Department of Environmental Affairs’ flagship Working On Fire programmme instrumental in battling Cape fires
04 March 2015
Multiple fires have engulfed parts of the Cape Town South Peninsula for the past three days: with a total of 200 firefighters on the frontlines, including 150 from the Department of Environmental Affairs’ Working on Fire (WoF) programme and an additional 50 from Volunteer Wildfires Services.
An additional 250 WoF firefighters have been dispatched from other provinces to join teams on the ground. Working on Fire has a total of 5 000 firefighters around the country, ready to be deployed to the Western Cape if needed.
These young men and women are part of veld and forest firefighting ground crews, stationed at bases around the country, which help stop the scourge of wild fires which cost the South African economy billions of rands annually.
To date, four helicopters, two water bombers, and one spotter plane have been up in the air since Sunday trying to contain the fire.
A total of 26 aircraft (11 helicopters, 6 fixed wing bombers, and 9 spotters) which are based in Tulbagh, Porterville, Donkerhoek, Stellenbosch, Bredasdorp, Stilbaai, Newlands, Plettenbergbay and Knysna have been deployed to fight these eleven (11) fires.
At least 198 flying hours have been lodged by Working on Fire resulting in 2 000 water drops, equivalent to about 2 million litres of water.

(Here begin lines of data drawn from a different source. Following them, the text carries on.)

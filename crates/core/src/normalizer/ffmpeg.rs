//! FFmpeg-based normalizer implementation.

use async_trait::async_trait;
use std::path::{Path, PathBuf};
use std::time::Instant;
use tracing::debug;

use super::config::NormalizerConfig;
use super::error::NormalizeError;
use super::traits::Normalizer;
use super::types::{partial_path, NormalizeJob};
use crate::tool::{probe_tool, run_tool};
use crate::track::OutputFormat;

/// FFmpeg-based normalizer implementation.
pub struct FfmpegNormalizer {
    config: NormalizerConfig,
}

impl FfmpegNormalizer {
    /// Creates a new FFmpeg normalizer with the given configuration.
    pub fn new(config: NormalizerConfig) -> Self {
        Self { config }
    }

    /// Creates a normalizer with default configuration.
    pub fn with_defaults() -> Self {
        Self::new(NormalizerConfig::default())
    }

    /// Builds ffmpeg arguments for a job, writing to `output_path`.
    fn build_args(&self, job: &NormalizeJob, output_path: &Path) -> Vec<String> {
        let mut args = vec![
            "-y".to_string(),
            "-nostdin".to_string(),
            "-i".to_string(),
            job.input_path.to_string_lossy().to_string(),
            // Audio only; drop embedded cover streams from the source.
            "-vn".to_string(),
            "-af".to_string(),
            job.target.filter(),
            "-ar".to_string(),
            job.target.sample_rate_hz.to_string(),
            "-ac".to_string(),
            job.target.channels.to_string(),
            "-c:a".to_string(),
            job.format.ffmpeg_codec().to_string(),
        ];

        match job.format {
            OutputFormat::Mp3 => {
                args.extend([
                    "-b:a".to_string(),
                    format!("{}k", self.config.mp3_bitrate_kbps),
                ]);
            }
            OutputFormat::Flac => {
                args.extend([
                    "-compression_level".to_string(),
                    self.config.flac_compression_level.to_string(),
                ]);
            }
        }

        args.extend([
            "-loglevel".to_string(),
            self.config.ffmpeg_log_level.clone(),
        ]);

        args.extend(self.config.extra_ffmpeg_args.iter().cloned());

        // The .part extension hides the container, so name the muxer.
        args.extend(["-f".to_string(), job.format.extension().to_string()]);
        args.push(output_path.to_string_lossy().to_string());
        args
    }

    fn launch_error(&self, e: std::io::Error) -> NormalizeError {
        if e.kind() == std::io::ErrorKind::NotFound {
            NormalizeError::FfmpegNotFound {
                path: self.config.ffmpeg_path.clone(),
            }
        } else {
            NormalizeError::Io(e)
        }
    }

    async fn run_to_partial(&self, job: &NormalizeJob, partial: &Path) -> Result<(), NormalizeError> {
        let args = self.build_args(job, partial);
        let output = run_tool(&self.config.ffmpeg_path, &args)
            .await
            .map_err(|e| self.launch_error(e))?;

        if !output.status.success() {
            return Err(NormalizeError::normalization_failed(
                format!("FFmpeg exited with code: {:?}", output.status.code()),
                output.stderr_tail(10),
            ));
        }

        let written = tokio::fs::metadata(partial)
            .await
            .map(|m| m.len())
            .unwrap_or(0);
        if written == 0 {
            return Err(NormalizeError::normalization_failed(
                "Output file not created",
                output.stderr_tail(10),
            ));
        }

        Ok(())
    }
}

#[async_trait]
impl Normalizer for FfmpegNormalizer {
    fn name(&self) -> &str {
        "ffmpeg"
    }

    async fn normalize(&self, job: &NormalizeJob) -> Result<PathBuf, NormalizeError> {
        if !tokio::fs::try_exists(&job.input_path).await.unwrap_or(false) {
            return Err(NormalizeError::InputNotFound {
                path: job.input_path.clone(),
            });
        }
        job.target.validate()?;

        if let Some(parent) = job.output_path.parent() {
            tokio::fs::create_dir_all(parent).await?;
        }

        let start = Instant::now();
        let partial = partial_path(&job.output_path);

        if let Err(e) = self.run_to_partial(job, &partial).await {
            let _ = tokio::fs::remove_file(&partial).await;
            return Err(e);
        }

        if let Err(e) = tokio::fs::rename(&partial, &job.output_path).await {
            let _ = tokio::fs::remove_file(&partial).await;
            return Err(NormalizeError::Io(e));
        }

        debug!(
            output = %job.output_path.display(),
            duration_ms = start.elapsed().as_millis() as u64,
            "Normalized"
        );
        Ok(job.output_path.clone())
    }

    async fn validate(&self) -> Result<(), NormalizeError> {
        probe_tool(&self.config.ffmpeg_path, "-version")
            .await
            .map_err(|e| self.launch_error(e))
    }
}

#[cfg(test)]
mod tests {
    use super::*;
    use crate::normalizer::LoudnessTarget;
    use tempfile::TempDir;

    fn job(format: OutputFormat) -> NormalizeJob {
        NormalizeJob {
            input_path: PathBuf::from("/work/Band - Song.mp3"),
            output_path: PathBuf::from("/music/Band - Song.flac"),
            format,
            target: LoudnessTarget::default(),
        }
    }

    fn value_after<'a>(args: &'a [String], flag: &str) -> &'a str {
        let pos = args.iter().position(|a| a == flag).unwrap();
        &args[pos + 1]
    }

    #[test]
    fn test_build_args_mp3() {
        let normalizer = FfmpegNormalizer::with_defaults();
        let job = job(OutputFormat::Mp3);
        let args = normalizer.build_args(&job, Path::new("/music/out.mp3.part"));

        assert_eq!(value_after(&args, "-af"), "loudnorm=I=-14:TP=-1.5:LRA=11");
        assert_eq!(value_after(&args, "-ar"), "44100");
        assert_eq!(value_after(&args, "-ac"), "2");
        assert_eq!(value_after(&args, "-c:a"), "libmp3lame");
        assert_eq!(value_after(&args, "-b:a"), "320k");
        assert_eq!(value_after(&args, "-f"), "mp3");
        assert!(!args.contains(&"-compression_level".to_string()));
        assert_eq!(args.last().unwrap(), "/music/out.mp3.part");
    }

    #[test]
    fn test_build_args_flac() {
        let normalizer = FfmpegNormalizer::new(NormalizerConfig {
            flac_compression_level: 8,
            ..Default::default()
        });
        let job = job(OutputFormat::Flac);
        let args = normalizer.build_args(&job, Path::new("/music/out.flac.part"));

        assert_eq!(value_after(&args, "-c:a"), "flac");
        assert_eq!(value_after(&args, "-compression_level"), "8");
        assert_eq!(value_after(&args, "-f"), "flac");
        assert!(!args.contains(&"-b:a".to_string()));
    }

    #[tokio::test]
    async fn test_missing_input() {
        let normalizer = FfmpegNormalizer::with_defaults();
        let err = normalizer
            .normalize(&job(OutputFormat::Mp3))
            .await
            .unwrap_err();
        assert!(matches!(err, NormalizeError::InputNotFound { .. }));
    }

    #[tokio::test]
    async fn test_missing_ffmpeg_leaves_no_output() {
        let temp = TempDir::new().unwrap();
        let input = temp.path().join("raw.mp3");
        tokio::fs::write(&input, b"raw").await.unwrap();

        let normalizer = FfmpegNormalizer::new(NormalizerConfig::with_ffmpeg_path(
            PathBuf::from("/nonexistent/ffmpeg"),
        ));
        let job = NormalizeJob {
            input_path: input,
            output_path: temp.path().join("out.mp3"),
            format: OutputFormat::Mp3,
            target: LoudnessTarget::default(),
        };

        let err = normalizer.normalize(&job).await.unwrap_err();
        assert!(matches!(err, NormalizeError::FfmpegNotFound { .. }));
        assert!(!job.output_path.exists());
        assert!(!partial_path(&job.output_path).exists());
        assert!(normalizer.validate().await.is_err());
    }
}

The flying hours cost is currently estimated at R2.4 million.
WoF has partnered with a range of organisations in areas where some of the firefighters are based. This includes: Cape Nature (eight teams), SANParks (three teams), Southern Cape FPA (eight teams), Overberg District Municipality (two teams), Cape Peninsula FPA (two teams), Greater Cederberg FPA (three teams), Tulbagh/Wolseley FPA (one team), and City of Cape Town Nature Conservation (one team).
“The teams from Working on Fire became involved with the programme because they wanted to make a difference: bringing their skills to helping, educating and teaching their communities – we should be proud of them,” says Minister of Environmental Affairs Edna Molewa.
Minister Molewa was speaking from a briefing in Cape Town, where she was given a status update by officials from Working on Fire. A Department of Environmental Affairs team, led by Deputy Director-General: Environmental Programmes, Dr Guy Preston, performed an aerial survey of the fire-damaged areas in conjunction with SANParks on 03 March 2015.
About the programme
Working on Fire is a multi-million-rand job creation Environmental Sector Programme under the Expanded Public Works Programme (EPWP): primarily geared towards assisting government to fulfil its job creation and social upliftment mandate to the people of South Africa.
On average, some of 54% of the government funds are spent on wages with an additional 24% spent on indirect employee costs such as training, personal protective equipment (PPE) and transport.
This is the highest level of beneficiary benefits of the EPWP Programmes and has been confirmed in recent impact studies where beneficiaries have reported significant changes in their lives and their families’ living standards.